Exercise directions:
Taking the line with "and the per-job" as the first and the line with "one translation job" as the last, set down exactly every line in that range from the entries below, and no more.

*** Available data Section Begins ***

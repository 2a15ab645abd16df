//! Launcher configuration at `<install dir>/uushare.toml`.
//!
//! Every setting has a default matching the stock client layout, so the
//! file is optional. The signing key may also come from the environment or
//! be baked in at build time.

use anyhow::{Context, Result};
use serde::{Deserialize, Serialize};
use std::path::{Path, PathBuf};
use tracing::debug;
use uushare_core::{Companion, Policy, SettingsPaths, SigningKey};

/// Config file name, looked up next to the executable.
pub const CONFIG_FILE: &str = "uushare.toml";

/// Environment variable carrying the HMAC key.
pub const KEY_ENV: &str = "UUSHARE_HMAC_KEY";

/// Key compiled in with `UUSHARE_HMAC_KEY=... cargo build`.
const BUILT_IN_KEY: Option<&str> = option_env!("UUSHARE_HMAC_KEY");

/// Top-level config file structure.
#[derive(Debug, Clone, Default, Serialize, Deserialize)]
pub struct Config {
    #[serde(default)]
    pub paths: PathsConfig,
    #[serde(default)]
    pub companion: CompanionConfig,
    #[serde(default)]
    pub security: SecurityConfig,
}

/// `[paths]` section.
#[derive(Debug, Clone, Serialize, Deserialize)]
pub struct PathsConfig {
    /// Client install directory (default: the launcher's own directory).
    #[serde(default)]
    pub base_dir: Option<PathBuf>,

    /// Global settings document, relative to `base_dir`.
    #[serde(default = "default_global_settings")]
    pub global_settings: PathBuf,

    /// Favorites document, relative to `base_dir`.
    #[serde(default = "default_favorites")]
    pub favorites: PathBuf,
}

impl Default for PathsConfig {
    fn default() -> Self {
        Self {
            base_dir: None,
            global_settings: default_global_settings(),
            favorites: default_favorites(),
        }
    }
}

/// `[companion]` section.
#[derive(Debug, Clone, Default, Serialize, Deserialize)]
pub struct CompanionConfig {
    /// Client executable, relative to `base_dir` unless absolute.
    #[serde(default)]
    pub executable: Option<PathBuf>,
}

/// `[security]` section.
#[derive(Debug, Clone, Default, Serialize, Deserialize)]
pub struct SecurityConfig {
    /// Accept links without a signature. Unset means "only when no key
    /// is configured".
    #[serde(default)]
    pub allow_unsigned: Option<bool>,

    /// HMAC key. Overridden by `UUSHARE_HMAC_KEY`.
    #[serde(default)]
    pub key: Option<String>,
}

fn default_global_settings() -> PathBuf {
    SettingsPaths::under(Path::new("")).global
}

fn default_favorites() -> PathBuf {
    SettingsPaths::under(Path::new("")).favorites
}

impl Config {
    /// Load configuration from a TOML file, returning defaults if the file
    /// does not exist.
    pub fn load(path: &Path) -> Result<Self> {
        if !path.exists() {
            debug!(path = %path.display(), "config file not found, using defaults");
            return Ok(Self::default());
        }

        let content = std::fs::read_to_string(path)
            .with_context(|| format!("failed to read config at {}", path.display()))?;
        let config: Config = toml::from_str(&content)
            .with_context(|| format!("failed to parse config at {}", path.display()))?;

        debug!(path = %path.display(), "loaded config");
        Ok(config)
    }

    /// Install directory: configured, else `launcher_dir`.
    pub fn base_dir(&self, launcher_dir: &Path) -> PathBuf {
        match &self.paths.base_dir {
            Some(dir) => launcher_dir.join(dir),
            None => launcher_dir.to_path_buf(),
        }
    }

    pub fn settings_paths(&self, base_dir: &Path) -> SettingsPaths {
        SettingsPaths {
            global: base_dir.join(&self.paths.global_settings),
            favorites: base_dir.join(&self.paths.favorites),
        }
    }

    pub fn companion(&self, base_dir: &Path) -> Companion {
        match &self.companion.executable {
            Some(exe) => Companion::new(base_dir, exe),
            None => Companion::new(base_dir, uushare_core::default_executable_name()),
        }
    }

    /// Acceptance policy given the resolved key.
    pub fn policy(&self, key: Option<&SigningKey>) -> Policy {
        Policy {
            allow_unsigned: self.security.allow_unsigned.unwrap_or(key.is_none()),
        }
    }

    /// Signing key from the environment, the config file or the build.
    pub fn signing_key(&self) -> Option<SigningKey> {
        resolve_key(
            std::env::var(KEY_ENV).ok(),
            self.security.key.as_deref(),
            BUILT_IN_KEY,
        )
    }
}

/// First non-empty key in precedence order.
fn resolve_key(
    env: Option<String>,
    file: Option<&str>,
    built_in: Option<&str>,
) -> Option<SigningKey> {
    let (source, key) = [
        ("environment", env.as_deref()),
        ("config", file),
        ("build", built_in),
    ]
    .into_iter()
    .find_map(|(source, key)| key.filter(|k| !k.is_empty()).map(|k| (source, k)))?;
    debug!(source, "signing key resolved");
    Some(SigningKey::new(key))
}

/// Directory holding the running executable.
pub fn launcher_dir() -> Result<PathBuf> {
    let exe = std::env::current_exe().context("cannot determine executable path")?;
    exe.parent()
        .map(Path::to_path_buf)
        .context("executable has no parent directory")
}
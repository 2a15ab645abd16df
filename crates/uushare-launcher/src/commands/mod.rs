//! CLI subcommand implementations.

pub mod open;
pub mod sign;
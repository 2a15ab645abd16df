//! `uushare-launcher <link>`: the protocol-handler entry point.
//!
//! Applies the link to the client settings and starts the client. Returns
//! the process exit code.

use anyhow::Result;
use std::path::Path;
use tracing::{error, info};
use uushare_core::{payload, DeepLinkHandler, ProcessSpawner, Verifier};

use crate::config::Config;
use crate::console;

/// Handle one deep link.
pub fn run(link: &str, cfg: &Config, launcher_dir: &Path, no_launch: bool) -> Result<i32> {
    console::starting(&payload::strip_scheme(link));

    let base_dir = cfg.base_dir(launcher_dir);
    info!(base_dir = %base_dir.display(), "handling deep link");

    let key = cfg.signing_key();
    let mut handler = DeepLinkHandler::new(cfg.settings_paths(&base_dir), ProcessSpawner)
        .with_policy(cfg.policy(key.as_ref()));
    if let Some(key) = &key {
        handler = handler.with_verifier(Verifier::new(key));
    }
    if !no_launch {
        handler = handler.with_companion(cfg.companion(&base_dir));
    }

    match handler.handle(link) {
        Ok(outcome) => {
            console::accepted(&outcome);
            Ok(0)
        }
        Err(e) => {
            error!(error = %e, input = e.is_input_error(), "deep link not applied");
            console::failed(&e);
            Ok(1)
        }
    }
}
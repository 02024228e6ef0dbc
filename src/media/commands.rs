use std::io::ErrorKind;
use std::path::Path;
use tokio::process::Command;
use tracing::debug;

use crate::config::MediaConfig;
use crate::error::{Result, SubtitlerError};

/// One ffmpeg invocation
#[derive(Debug, Clone)]
pub struct MediaCommand {
    pub binary_path: String,
    pub args: Vec<String>,
    pub description: String,
}

fn path_arg(path: &Path) -> String {
    path.to_string_lossy().into_owned()
}

impl MediaCommand {
    pub fn new<S1: Into<String>, S2: Into<String>>(binary_path: S1, description: S2) -> Self {
        Self {
            binary_path: binary_path.into(),
            args: Vec::new(),
            description: description.into(),
        }
    }

    pub fn args<I, S>(mut self, args: I) -> Self
    where
        I: IntoIterator<Item = S>,
        S: Into<String>,
    {
        self.args.extend(args.into_iter().map(Into::into));
        self
    }

    /// `-i <path>` for every input, in order
    pub fn inputs(self, paths: &[&Path]) -> Self {
        let args: Vec<String> = paths.iter().flat_map(|p| ["-i".to_string(), path_arg(p)]).collect();
        self.args(args)
    }

    /// Execute the command
    pub async fn execute(&self) -> Result<()> {
        debug!("Executing media processing command: {} {:?}", self.binary_path, self.args);
        debug!("Description: {}", self.description);

        let output = Command::new(&self.binary_path)
            .args(&self.args)
            .output()
            .await
            .map_err(|e| match e.kind() {
                ErrorKind::NotFound | ErrorKind::PermissionDenied => {
                    SubtitlerError::unavailable(&self.binary_path, e)
                }
                _ => SubtitlerError::Media(format!("Failed to execute media processor: {}", e)),
            })?;

        if !output.status.success() {
            let stderr = String::from_utf8_lossy(&output.stderr);
            return Err(SubtitlerError::Media(format!(
                "{} failed: {}",
                self.description,
                stderr.trim()
            )));
        }

        Ok(())
    }
}

/// Builder for common media processing operations
pub struct MediaCommandBuilder {
    binary_path: String,
}

impl MediaCommandBuilder {
    pub fn new<S: Into<String>>(binary_path: S) -> Self {
        Self {
            binary_path: binary_path.into(),
        }
    }

    /// Subtitle muxing: video copied, audio transcoded, subtitles as a text track
    pub fn mux_subtitles(
        &self,
        media_path: &Path,
        subtitle_path: &Path,
        output_path: &Path,
        media: &MediaConfig,
    ) -> MediaCommand {
        MediaCommand::new(&self.binary_path, "Subtitle muxing")
            .args(["-y"])
            .inputs(&[media_path, subtitle_path])
            .args(["-c:v", "copy", "-c:a", media.audio_codec.as_str()])
            .args(["-c:s", media.subtitle_codec.as_str(), "-strict", "experimental"])
            .args(media.extra_options.iter().cloned())
            .args([path_arg(output_path)])
    }

    /// 16 kHz mono PCM, the input whisper expects
    pub fn extract_audio(&self, media_path: &Path, audio_path: &Path) -> MediaCommand {
        MediaCommand::new(&self.binary_path, "Audio extraction")
            .inputs(&[media_path])
            .args(["-vn", "-acodec", "pcm_s16le", "-ar", "16000", "-ac", "1", "-y"])
            .args([path_arg(audio_path)])
    }

    /// Build version check command
    pub fn version_check(&self) -> MediaCommand {
        MediaCommand::new(&self.binary_path, "Version check").args(["-version"])
    }
}

#[cfg(test)]
mod tests {
    use super::*;

    #[test]
    fn test_mux_command_arguments() {
        let media = MediaConfig {
            extra_options: vec!["-movflags".to_string(), "+faststart".to_string()],
            ..MediaConfig::default()
        };
        let cmd = MediaCommandBuilder::new("ffmpeg").mux_subtitles(
            Path::new("in.mp4"),
            Path::new("subs.vtt"),
            Path::new("out.mp4"),
            &media,
        );

        assert_eq!(cmd.binary_path, "ffmpeg");
        assert_eq!(
            cmd.args,
            vec![
                "-y", "-i", "in.mp4", "-i", "subs.vtt", "-c:v", "copy", "-c:a", "aac",
                "-c:s", "mov_text", "-strict", "experimental", "-movflags", "+faststart",
                "out.mp4",
            ]
        );
    }

    #[test]
    fn test_extract_audio_arguments() {
        let cmd = MediaCommandBuilder::new("ffmpeg").extract_audio(Path::new("in.mkv"), Path::new("a.wav"));
        assert_eq!(
            cmd.args,
            vec!["-i", "in.mkv", "-vn", "-acodec", "pcm_s16le", "-ar", "16000", "-ac", "1", "-y", "a.wav"]
        );
    }

    #[tokio::test]
    async fn test_missing_binary_is_unavailable() {
        let err = MediaCommandBuilder::new("definitely-not-a-real-ffmpeg")
            .version_check()
            .execute()
            .await
            .unwrap_err();
        assert!(matches!(err, SubtitlerError::CollaboratorUnavailable { .. }));
    }
}
use chrono::Utc;
use std::collections::HashMap;
use std::path::PathBuf;
use tokio::sync::RwLock;
use uuid::Uuid;

use super::record::{JobRecord, JobState};
use crate::storage::JobArtifacts;

#[derive(Default)]
struct Inner {
    records: HashMap<Uuid, JobRecord>,
    order: Vec<Uuid>,
}

/// All job records of this process, keyed by job id
#[derive(Default)]
pub struct JobRegistry {
    inner: RwLock<Inner>,
}

impl JobRegistry {
    pub fn new() -> Self {
        Self::default()
    }

    pub async fn create(&self, video: PathBuf, source_language: &str, target_language: &str) -> JobRecord {
        let record = JobRecord::new(
            Uuid::new_v4(),
            video,
            source_language.to_string(),
            target_language.to_string(),
        );
        let mut inner = self.inner.write().await;
        inner.order.push(record.id);
        inner.records.insert(record.id, record.clone());
        record
    }

    async fn update<F>(&self, id: Uuid, apply: F)
    where
        F: FnOnce(&mut JobRecord),
    {
        let mut inner = self.inner.write().await;
        if let Some(record) = inner.records.get_mut(&id) {
            apply(record);
        }
    }

    pub async fn mark_running(&self, id: Uuid) {
        self.update(id, |r| {
            r.state = JobState::Running;
            r.progress = 0;
        })
        .await;
    }

    /// Progress of a running job never moves backwards and stays below 100
    pub async fn set_progress(&self, id: Uuid, progress: u8) {
        self.update(id, |r| {
            if r.state == JobState::Running {
                r.progress = r.progress.max(progress.min(99));
            }
        })
        .await;
    }

    pub async fn mark_done(&self, id: Uuid, artifacts: JobArtifacts) {
        self.update(id, |r| {
            r.state = JobState::Done;
            r.progress = 100;
            r.artifacts = Some(artifacts);
            r.finished_at = Some(Utc::now());
        })
        .await;
    }

    pub async fn mark_failed(&self, id: Uuid, error: String) {
        self.update(id, |r| {
            r.state = JobState::Failed;
            r.progress = 0;
            r.error = Some(error);
            r.finished_at = Some(Utc::now());
        })
        .await;
    }

    pub async fn mark_cancelled(&self, id: Uuid) {
        self.update(id, |r| {
            r.state = JobState::Cancelled;
            r.progress = 0;
            r.error = Some("cancelled".to_string());
            r.finished_at = Some(Utc::now());
        })
        .await;
    }

    pub async fn get(&self, id: Uuid) -> Option<JobRecord> {
        self.inner.read().await.records.get(&id).cloned()
    }

    /// Most recently created job
    pub async fn latest(&self) -> Option<JobRecord> {
        let inner = self.inner.read().await;
        inner.order.last().and_then(|id| inner.records.get(id)).cloned()
    }

    /// Most recently created job that finished successfully, optionally for one target language
    pub async fn latest_done(&self, target_language: Option<&str>) -> Option<JobRecord> {
        let inner = self.inner.read().await;
        inner
            .order
            .iter()
            .rev()
            .filter_map(|id| inner.records.get(id))
            .find(|r| {
                r.state == JobState::Done
                    && target_language.is_none_or(|lang| r.target_language == lang)
            })
            .cloned()
    }
}
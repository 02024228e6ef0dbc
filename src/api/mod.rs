// HTTP surface
//
// - handlers: one function per endpoint
// - error: `ApiError` and its JSON body
// - extract: Json, Query and Path wrappers rejecting through `ApiError`
// - state: shared handles passed to every handler

pub mod error;
pub mod extract;
pub mod handlers;
pub mod state;

use axum::{
    extract::DefaultBodyLimit,
    routing::{get, post},
    Router,
};
use tower_http::{limit::RequestBodyLimitLayer, trace::TraceLayer};

pub use error::ApiError;
pub use state::AppState;

pub fn create_router(state: AppState) -> Router {
    let body_limit = state.workflow.config().server.max_upload_mb.saturating_mul(1024 * 1024);

    Router::new()
        .route("/", get(handlers::index))
        .route("/static/script.js", get(handlers::script))
        .route("/upload", post(handlers::upload))
        .route("/get_video", get(handlers::get_video))
        .route("/translate", post(handlers::translate))
        .route("/done", get(handlers::done))
        .route("/progress", get(handlers::progress))
        .route("/jobs/:job_id", get(handlers::get_job).delete(handlers::cancel_job))
        .route(
            "/download_video_with_subtitles",
            get(handlers::download_video_with_subtitles),
        )
        .route(
            "/download_translated_subtitles",
            get(handlers::download_translated_subtitles),
        )
        .route("/get_subtitles", get(handlers::get_subtitles))
        .layer(DefaultBodyLimit::disable())
        .layer(RequestBodyLimitLayer::new(body_limit))
        .layer(TraceLayer::new_for_http())
        .with_state(state)
}
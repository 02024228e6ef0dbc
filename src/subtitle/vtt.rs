//! WebVTT (`.vtt`) composer.

use super::{format_timestamp, srt, SubtitleEntry};
use crate::error::Result;

/// Compose entries into WebVTT text. Cues carry no identifiers.
pub fn compose(entries: &[SubtitleEntry]) -> String {
    let mut vtt_content = String::from("WEBVTT\n\n");

    for entry in entries {
        let text = entry
            .text
            .lines()
            .filter(|line| !line.trim().is_empty())
            .collect::<Vec<_>>()
            .join("\n");

        vtt_content.push_str(&format!(
            "{} --> {}\n{}\n\n",
            format_timestamp(entry.start, '.'),
            format_timestamp(entry.end, '.'),
            text
        ));
    }

    vtt_content
}

/// Convert SubRip text to WebVTT text
pub fn from_srt(srt_content: &str) -> Result<String> {
    let entries = srt::parse(srt_content)?;
    Ok(compose(&entries))
}
//! Flat upload directory and artifact naming.
//!
//! Everything lives side by side in one directory: uploaded media, the per-asset
//! subtitle pair (`<base>.srt`, `<base>.vtt`) and the per-job translated artifacts,
//! which carry the target language and the job id in their names.

use std::io;
use std::path::{Component, Path, PathBuf};

use bytes::Bytes;
use futures::{Stream, TryStreamExt};
use serde::Serialize;
use tokio::{fs::File, io::BufWriter};
use tokio_util::io::StreamReader;
use tracing::debug;
use uuid::Uuid;

use crate::error::{Result, SubtitlerError};

/// Files produced by one translation job
#[derive(Debug, Clone, PartialEq, Eq, Serialize)]
pub struct JobArtifacts {
    pub srt: PathBuf,
    pub vtt: PathBuf,
    pub video: PathBuf,
}

#[derive(Debug, Clone)]
pub struct UploadStore {
    root: PathBuf,
}

impl UploadStore {
    pub fn new(root: impl Into<PathBuf>) -> Self {
        Self { root: root.into() }
    }

    pub fn root(&self) -> &Path {
        &self.root
    }

    pub async fn ensure_dir(&self) -> Result<()> {
        tokio::fs::create_dir_all(&self.root).await?;
        Ok(())
    }

    /// Reduce a client-supplied upload name to its final component
    pub fn upload_name(raw: &str) -> Result<String> {
        let name = raw.rsplit(['/', '\\']).next().unwrap_or_default();
        Self::validate_media_name(name)?;
        Ok(name.to_string())
    }

    /// A media name must not collide with the subtitle files derived from it
    pub fn validate_media_name(name: &str) -> Result<()> {
        Self::validate_name(name)?;
        let extension = Path::new(name)
            .extension()
            .map(|e| e.to_string_lossy().to_ascii_lowercase());
        if matches!(extension.as_deref(), Some("srt" | "vtt")) {
            return Err(SubtitlerError::InvalidInput(format!(
                "'{}' is not a media file name",
                name
            )));
        }
        Ok(())
    }

    /// Accept only a single plain path component
    pub fn validate_name(name: &str) -> Result<()> {
        let mut components = Path::new(name).components();
        match (components.next(), components.next()) {
            (Some(Component::Normal(_)), None) if !name.contains(['/', '\\']) => Ok(()),
            _ => Err(SubtitlerError::InvalidInput(format!("Invalid file name '{}'", name))),
        }
    }

    /// Location of an uploaded media file
    pub fn media_path(&self, name: &str) -> Result<PathBuf> {
        Self::validate_media_name(name)?;
        Ok(self.root.join(name))
    }

    /// `<base>.srt` and `<base>.vtt` next to the media file
    pub fn subtitle_pair(media_path: &Path) -> (PathBuf, PathBuf) {
        (media_path.with_extension("srt"), media_path.with_extension("vtt"))
    }

    /// Artifact names for one job; deterministic in (media name, language, job id)
    pub fn job_artifacts(&self, media_path: &Path, target_language: &str, job_id: Uuid) -> JobArtifacts {
        let lang = filename_safe(target_language);
        let stem = media_path
            .file_stem()
            .map(|s| s.to_string_lossy().to_string())
            .unwrap_or_else(|| "video".to_string());
        let job = job_id.simple();

        JobArtifacts {
            srt: self.root.join(format!("translated_subtitles_{}_{}.srt", lang, job)),
            vtt: self.root.join(format!("translated_subtitles_{}_{}.vtt", lang, job)),
            video: self.root.join(format!("{}_with_{}_subtitles_{}.mp4", stem, lang, job)),
        }
    }
}

fn filename_safe(value: &str) -> String {
    value
        .chars()
        .map(|c| if c.is_ascii_alphanumeric() || c == '-' || c == '_' { c } else { '_' })
        .collect()
}

/// Save a byte stream to a file
pub async fn stream_to_file<S, E>(path: &Path, stream: S) -> Result<u64>
where
    S: Stream<Item = std::result::Result<Bytes, E>>,
    E: Into<Box<dyn std::error::Error + Send + Sync>>,
{
    let body_with_io_error = stream.map_err(io::Error::other);
    let body_reader = StreamReader::new(body_with_io_error);
    futures::pin_mut!(body_reader);

    let mut file = BufWriter::new(File::create(path).await?);
    let written = tokio::io::copy(&mut body_reader, &mut file).await?;
    tokio::io::AsyncWriteExt::flush(&mut file).await?;

    debug!("Saved {} bytes to {}", written, path.display());
    Ok(written)
}

#[cfg(test)]
mod tests {
    use super::*;
    use futures::stream;

    #[test]
    fn test_upload_name_strips_directories() {
        assert_eq!(UploadStore::upload_name("clip.mp4").unwrap(), "clip.mp4");
        assert_eq!(UploadStore::upload_name("C:\\Users\\me\\clip.mp4").unwrap(), "clip.mp4");
        assert_eq!(UploadStore::upload_name("/tmp/x/clip.mp4").unwrap(), "clip.mp4");
        assert!(UploadStore::upload_name("dir/").is_err());
        assert!(UploadStore::upload_name("..").is_err());
        assert!(UploadStore::upload_name("").is_err());
    }

    #[test]
    fn test_subtitle_names_are_not_media() {
        for name in ["clip.srt", "clip.vtt", "CLIP.SRT", "dir/clip.Vtt"] {
            assert!(matches!(
                UploadStore::upload_name(name),
                Err(SubtitlerError::InvalidInput(_))
            ));
        }
        let store = UploadStore::new("uploads");
        assert!(store.media_path("clip.vtt").is_err());
        assert!(store.media_path("clip.srt.mp4").is_ok());
    }

    #[test]
    fn test_media_path_rejects_traversal() {
        let store = UploadStore::new("uploads");
        assert_eq!(store.media_path("a.mp4").unwrap(), PathBuf::from("uploads/a.mp4"));
        assert!(store.media_path("../secret").is_err());
        assert!(store.media_path("dir/a.mp4").is_err());
        assert!(store.media_path("/etc/passwd").is_err());
    }

    #[test]
    fn test_subtitle_pair() {
        let (srt, vtt) = UploadStore::subtitle_pair(Path::new("uploads/talk.final.mp4"));
        assert_eq!(srt, PathBuf::from("uploads/talk.final.srt"));
        assert_eq!(vtt, PathBuf::from("uploads/talk.final.vtt"));
    }

    #[test]
    fn test_job_artifacts_are_namespaced() {
        let store = UploadStore::new("uploads");
        let media = Path::new("uploads/talk.mp4");
        let a = Uuid::new_v4();
        let b = Uuid::new_v4();

        let first = store.job_artifacts(media, "fa", a);
        let again = store.job_artifacts(media, "fa", a);
        let other = store.job_artifacts(media, "fa", b);
        let odd = store.job_artifacts(media, "../zh", a);

        assert_eq!(first, again);
        assert_ne!(first.srt, other.srt);
        assert_eq!(
            first.video,
            PathBuf::from(format!("uploads/talk_with_fa_subtitles_{}.mp4", a.simple()))
        );
        assert!(odd.srt.starts_with("uploads"));
        assert_eq!(odd.srt.parent(), Some(Path::new("uploads")));
    }

    #[tokio::test]
    async fn test_stream_to_file() {
        let temp_dir = tempfile::tempdir().unwrap();
        let file_path = temp_dir.path().join("test_file.txt");

        let mock_stream = stream::iter(vec![
            Ok::<Bytes, std::io::Error>(Bytes::from("Hello, ")),
            Ok(Bytes::from("world!")),
        ]);

        let written = stream_to_file(&file_path, mock_stream).await.unwrap();

        assert_eq!(written, 13);
        assert_eq!(std::fs::read_to_string(file_path).unwrap(), "Hello, world!");
    }

    #[tokio::test]
    async fn test_stream_to_file_error() {
        let temp_dir = tempfile::tempdir().unwrap();
        let file_path = temp_dir.path().join("test_file.txt");

        let mock_stream = stream::iter(vec![Err::<Bytes, _>("Test error")]);

        let result = stream_to_file(&file_path, mock_stream).await;
        assert!(matches!(result, Err(SubtitlerError::Io(_))));
    }
}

*** Available data Section Ends ***

Output of the exercise:
//! subtitle pair (`<base>.srt`, `<base>.vtt`) and the per-job translated artifacts,
//! which carry the target language and the job id in their names.

use std::io;
use std::path::{Component, Path, PathBuf};

use bytes::Bytes;
use futures::{Stream, TryStreamExt};
use serde::Serialize;
use tokio::{fs::File, io::BufWriter};
use tokio_util::io::StreamReader;
use tracing::debug;
use uuid::Uuid;

use crate::error::{Result, SubtitlerError};

/// Files produced by one translation job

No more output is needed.